The dissociation degree of the ionic liquid in each electrolyte membrane was measured for the electrolyte membranes of the second group and the fourth group, and the measurement results are shown in Fig. 1. As can be seen from Fig. 1, the degree of dissociation of the electrolyte membrane of the second group was significantly improved with respect to the electrolyte membrane of the fourth group.

(C) The presence or absence of barium titanate on the conductivity

For the electrolyte membranes of Groups 2 and 4, the conductivity was measured at a temperature of 240 K to 360 K, respectively, and the measurement results are shown in Fig. 2. As can be seen from Fig. 2, the conductivity of the electrolyte membrane of the second group was significantly improved with respect to the electrolyte membrane of the fourth group.

(D) Capacitor capacitance

Supercapacitors were fabricated using the electrolyte membranes of Groups 2 and 4, respectively, and the capacitance-frequency characteristics were measured at an operating temperature of 30 ° C. The measurement results are shown in Fig. 3. As can be seen from Fig. 3, the supercapacitor using the electrolyte membrane of the second group has a higher capacitance than the supercapacitor using the electrolyte membrane of the fourth group at the same operating temperature, so that a large amount of electric power can be stored.

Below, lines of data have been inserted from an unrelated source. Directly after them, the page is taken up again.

use crate::discrete::{max_product, DiscreteConditional, DiscreteFactor};
use crate::error::{HybridError, HybridResult};
use crate::factor::HybridFactor;
use crate::gaussian::{GaussianBayesNet, GaussianConditional};
use crate::hybrid::HybridGaussianConditional;
use crate::key::{DiscreteKey, Key};
use crate::table::DiscreteValues;
use crate::values::HybridValues;

/// A conditional of a hybrid Bayes net.
#[derive(Debug, Clone, PartialEq)]
pub enum Conditional {
    /// Distribution of discrete frontals given discrete parents.
    Discrete(DiscreteConditional),
    /// Linear Gaussian density of one continuous frontal.
    Gaussian(GaussianConditional),
    /// Gaussian mixture of one continuous frontal indexed by discrete parents.
    Hybrid(HybridGaussianConditional),
}

impl Conditional {
    /// The frontal keys.
    pub fn frontals(&self) -> Vec<Key> {
        match self {
            Conditional::Discrete(c) => c.frontals().iter().map(|k| k.key).collect(),
            Conditional::Gaussian(c) => vec![c.frontal()],
            Conditional::Hybrid(c) => vec![c.frontal()],
        }
    }

    /// The parent keys, continuous first.
    pub fn parents(&self) -> Vec<Key> {
        match self {
            Conditional::Discrete(c) => c.parents().iter().map(|k| k.key).collect(),
            Conditional::Gaussian(c) => c.parents().to_vec(),
            Conditional::Hybrid(c) => c
                .continuous_parents()
                .iter()
                .copied()
                .chain(c.discrete_parents().iter().map(|k| k.key))
                .collect(),
        }
    }

    /// Every discrete key the conditional depends on, frontal or parent.
    pub fn discrete_keys(&self) -> Vec<DiscreteKey> {
        match self {
            Conditional::Discrete(c) => c.keys().to_vec(),
            Conditional::Gaussian(_) => Vec::new(),
            Conditional::Hybrid(c) => c.discrete_parents().to_vec(),
        }
    }

    /// The discrete conditional, if this is one.
    pub fn as_discrete(&self) -> Option<&DiscreteConditional> {
        match self {
            Conditional::Discrete(c) => Some(c),
            _ => None,
        }
    }

    /// The Gaussian conditional, if this is one.
    pub fn as_gaussian(&self) -> Option<&GaussianConditional> {
        match self {
            Conditional::Gaussian(c) => Some(c),
            _ => None,
        }
    }

    /// The mixture conditional, if this is one.
    pub fn as_hybrid(&self) -> Option<&HybridGaussianConditional> {
        match self {
            Conditional::Hybrid(c) => Some(c),
            _ => None,
        }
    }

    /// The conditional seen as a factor, for re-elimination.
    pub fn to_factor(&self) -> HybridFactor {
        match self {
            Conditional::Discrete(c) => HybridFactor::Discrete(c.to_factor()),
            Conditional::Gaussian(c) => HybridFactor::Gaussian(c.to_factor()),
            Conditional::Hybrid(c) => HybridFactor::Hybrid(c.to_factor()),
        }
    }

    /// Condition on fixed discrete values.
    ///
    /// Returns `None` for a discrete conditional whose frontals are all fixed.
    pub fn restrict(&self, fixed: &DiscreteValues) -> HybridResult<Option<Conditional>> {
        match self {
            Conditional::Discrete(c) => Ok(c.restrict(fixed).map(Conditional::Discrete)),
            Conditional::Gaussian(_) => Ok(Some(self.clone())),
            Conditional::Hybrid(c) => c.restrict(fixed).map(Some),
        }
    }

    /// Negative log density at `values`, up to the normalization of Gaussian parts.
    pub fn error(&self, values: &HybridValues) -> HybridResult<f64> {
        match self {
            Conditional::Gaussian(c) => c.error(&values.continuous),
            Conditional::Hybrid(c) => c.choose(&values.discrete)?.error(&values.continuous),
            Conditional::Discrete(c) => {
                let missing = c
                    .keys()
                    .iter()
                    .find(|k| !values.discrete.contains_key(&k.key));
                if let Some(missing) = missing {
                    return Err(HybridError::MissingValue(missing.key));
                }
                c.error(&values.discrete).ok_or(HybridError::InvalidTable(
                    "discrete value out of range".to_string(),
                ))
            }
        }
    }
}

impl From<DiscreteConditional> for Conditional {
    fn from(c: DiscreteConditional) -> Self {
        Conditional::Discrete(c)
    }
}

impl From<GaussianConditional> for Conditional {
    fn from(c: GaussianConditional) -> Self {
        Conditional::Gaussian(c)
    }
}

impl From<HybridGaussianConditional> for Conditional {
    fn from(c: HybridGaussianConditional) -> Self {
        Conditional::Hybrid(c)
    }
}

/// Ordered sequence of conditionals, in elimination order.
///
/// Every parent of a conditional is a frontal of a later conditional, so the net
/// is solved back to front.
#[derive(Debug, Clone, Default, PartialEq)]
pub struct HybridBayesNet {
    conditionals: Vec<Conditional>,
}

impl HybridBayesNet {
    /// Create an empty Bayes net.
    pub fn new() -> Self {
        Self::default()
    }

    /// Append a conditional.
    pub fn push(&mut self, conditional: impl Into<Conditional>) {
        self.conditionals.push(conditional.into());
    }

    /// Iterate over the conditionals in elimination order.
    pub fn iter(&self) -> impl Iterator<Item = &Conditional> {
        self.conditionals.iter()
    }

    /// The conditional at `index`.
    pub fn get(&self, index: usize) -> Option<&Conditional> {
        self.conditionals.get(index)
    }

    /// Number of conditionals.
    pub fn len(&self) -> usize {
        self.conditionals.len()
    }

    /// Whether the Bayes net is empty.
    pub fn is_empty(&self) -> bool {
        self.conditionals.is_empty()
    }

    /// The discrete conditionals seen as potentials.
    pub fn discrete_factors(&self) -> Vec<DiscreteFactor> {
        self.conditionals
            .iter()
            .filter_map(|c| c.as_discrete())
            .map(|c| c.to_factor())
            .collect()
    }

    /// Most probable assignment of the discrete keys.
    pub fn mpe(&self) -> DiscreteValues {
        max_product(&self.discrete_factors())
    }

    /// Collapse to a Gaussian Bayes net by picking the branch of every mixture
    /// that matches `assignment`.
    pub fn choose(&self, assignment: &DiscreteValues) -> HybridResult<GaussianBayesNet> {
        let mut gbn = GaussianBayesNet::new();
        for conditional in &self.conditionals {
            match conditional {
                Conditional::Gaussian(c) => gbn.push(c.clone()),
                Conditional::Hybrid(c) => gbn.push(c.choose(assignment)?.clone()),
                Conditional::Discrete(_) => {}
            }
        }
        Ok(gbn)
    }

    /// Continuous solution under a given discrete assignment.
    pub fn solve(&self, assignment: &DiscreteValues) -> HybridResult<HybridValues> {
        let continuous = self.choose(assignment)?.optimize()?;
        Ok(HybridValues::new(continuous, assignment.clone()))
    }

    /// MPE assignment followed by back-substitution.
    pub fn optimize(&self) -> HybridResult<HybridValues> {
        self.solve(&self.mpe())
    }

    /// Sum of the conditional errors at `values`.
    pub fn error(&self, values: &HybridValues) -> HybridResult<f64> {
        self.conditionals.iter().map(|c| c.error(values)).sum()
    }
}

impl FromIterator<Conditional> for HybridBayesNet {
    fn from_iter<I: IntoIterator<Item = Conditional>>(iter: I) -> Self {
        Self {
            conditionals: iter.into_iter().collect(),
        }
    }
}

impl IntoIterator for HybridBayesNet {
    type Item = Conditional;
    type IntoIter = std::vec::IntoIter<Conditional>;

    fn into_iter(self) -> Self::IntoIter {
        self.conditionals.into_iter()
    }
}

#[cfg(test)]
mod tests {
    use super::*;
    use crate::gaussian::{eliminate_gaussian, JacobianFactor};
    use crate::noise::NoiseModel;
    use crate::table::{DecisionTable, Leaf};
    use approx::assert_relative_eq;
    use nalgebra::DVector;

    fn x(i: u64) -> Key {
        Key::symbol('x', i)
    }

    fn m0() -> DiscreteKey {
        DiscreteKey::new(Key::symbol('m', 0), 2)
    }

    /// `x0 | m0` with means 0 and 10, and `P(m0) = (0.2, 0.8)`.
    fn small_net() -> Result<HybridBayesNet, HybridError> {
        let noise = NoiseModel::isotropic(1, 1.0)?;
        let branches = [0.0, 10.0]
            .iter()
            .map(|mean| -> HybridResult<_> {
                let prior = JacobianFactor::prior(x(0), DVector::from_vec(vec![*mean]), &noise)?;
                Ok(Leaf::Live(eliminate_gaussian(&[&prior], x(0))?.0))
            })
            .collect::<HybridResult<Vec<_>>>()?;
        let mixture =
            HybridGaussianConditional::new(x(0), DecisionTable::new(vec![m0()], branches)?)?;
        let prior = DiscreteFactor::new(vec![m0()], vec![0.2, 0.8])?;
        let (discrete, _) = DiscreteConditional::from_factor(&prior, &[m0().key]);

        let mut net = HybridBayesNet::new();
        net.push(mixture);
        net.push(discrete);
        Ok(net)
    }

    #[test]
    fn test_optimize_picks_mpe_branch() -> Result<(), HybridError> {
        let net = small_net()?;
        assert_eq!(net.mpe(), DiscreteValues::from([(m0().key, 1)]));
        let values = net.optimize()?;
        assert_relative_eq!(values.continuous.get(x(0)).unwrap()[0], 10.0, epsilon = 1e-9);
        assert_relative_eq!(net.error(&values)?, -(0.8f64.ln()), epsilon = 1e-9);
        Ok(())
    }

    #[test]
    fn test_accessors_and_keys() -> Result<(), HybridError> {
        let net = small_net()?;
        let mixture = net.get(0).unwrap();
        assert!(mixture.as_hybrid().is_some());
        assert!(mixture.as_gaussian().is_none());
        assert_eq!(mixture.frontals(), vec![x(0)]);
        assert_eq!(mixture.parents(), vec![m0().key]);
        assert_eq!(net.get(1).unwrap().frontals(), vec![m0().key]);
        assert!(matches!(mixture.to_factor(), HybridFactor::Hybrid(_)));
        Ok(())
    }

    #[test]
    fn test_restrict_drops_fixed_discrete() -> Result<(), HybridError> {
        let net = small_net()?;
        let fixed = DiscreteValues::from([(m0().key, 0)]);
        let restricted: Vec<Option<Conditional>> = net
            .iter()
            .map(|c| c.restrict(&fixed))
            .collect::<HybridResult<_>>()?;
        assert!(matches!(restricted[0], Some(Conditional::Gaussian(_))));
        assert!(restricted[1].is_none());
        Ok(())
    }

    #[test]
    fn test_choose_missing_assignment() -> Result<(), HybridError> {
        let net = small_net()?;
        assert!(matches!(
            net.choose(&DiscreteValues::new()),
            Err(HybridError::MissingValue(_))
        ));
        Ok(())
    }
}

As described above, since the composition for preparing an electrolyte membrane of the present invention contains barium titanate, the electrolyte membrane can improve the mechanical strength at a high temperature and achieve the effect of "improving the safety of the electrolyte membrane". In addition, the composition for preparing an electrolyte membrane can improve the dissociation degree of the ionic liquid, so that the volume of the ion cluster generated by dissociation of the ionic liquid is reduced, the ion mobility is increased, and the conductivity is improved, so the electrolyte membrane can be applied. Used as a separator containing an electrolyte in a supercapacitor, it can isolate the electrodes in the supercapacitor while providing electrolytes, achieving the effect of "increasing the power of the supercapacitor".

Although the present invention has been disclosed by the above-described preferred embodiments, it is not intended to limit the invention, and it is apparent to those skilled in the art without departing from the spirit and scope of the invention. The various modifications and variations of the embodiments are still within the technical scope of the invention. The scope of the invention is defined by the scope of the appended claims.

Claims (7)

A composition for preparing an electrolyte membrane comprising 5 to 20% by weight of polyvinylidene fluoride, 25 to 70% of barium titanate and 15 to 65% of an ionic liquid. The composition for preparing an electrolyte membrane according to claim 1, wherein the ionic liquid is EMI-TFSI or EMI-BF4. The composition for preparing an electrolyte membrane according to claim 1, wherein the weight ratio of the polyvinylidene fluoride, the barium titanate, and the ionic liquid is 1:4:4. A method for producing an electrolyte membrane, comprising: providing a composition for preparing an electrolyte membrane, wherein the composition for preparing an electrolyte membrane is used for preparing an electrolyte according to any one of claims 1 to 3. a composition of the film; and forming the composition for preparing the electrolyte membrane into an electrolyte membrane. The method for producing an electrolyte membrane according to claim 4, wherein the forming the composition for preparing an electrolyte membrane into the electrolyte membrane comprises coating the composition for preparing an electrolyte membrane on a substrate, And the composition for preparing an electrolyte membrane is dried to be formed into the electrolyte membrane. The method for producing an electrolyte membrane according to claim 5, wherein the composition for preparing an electrolyte membrane and a solvent are applied before the composition for preparing an electrolyte membrane is applied to the substrate. After mixing to obtain a mixture, the mixture is continuously applied to the substrate. The method for producing an electrolyte membrane according to claim 6, wherein the solvent is acetone.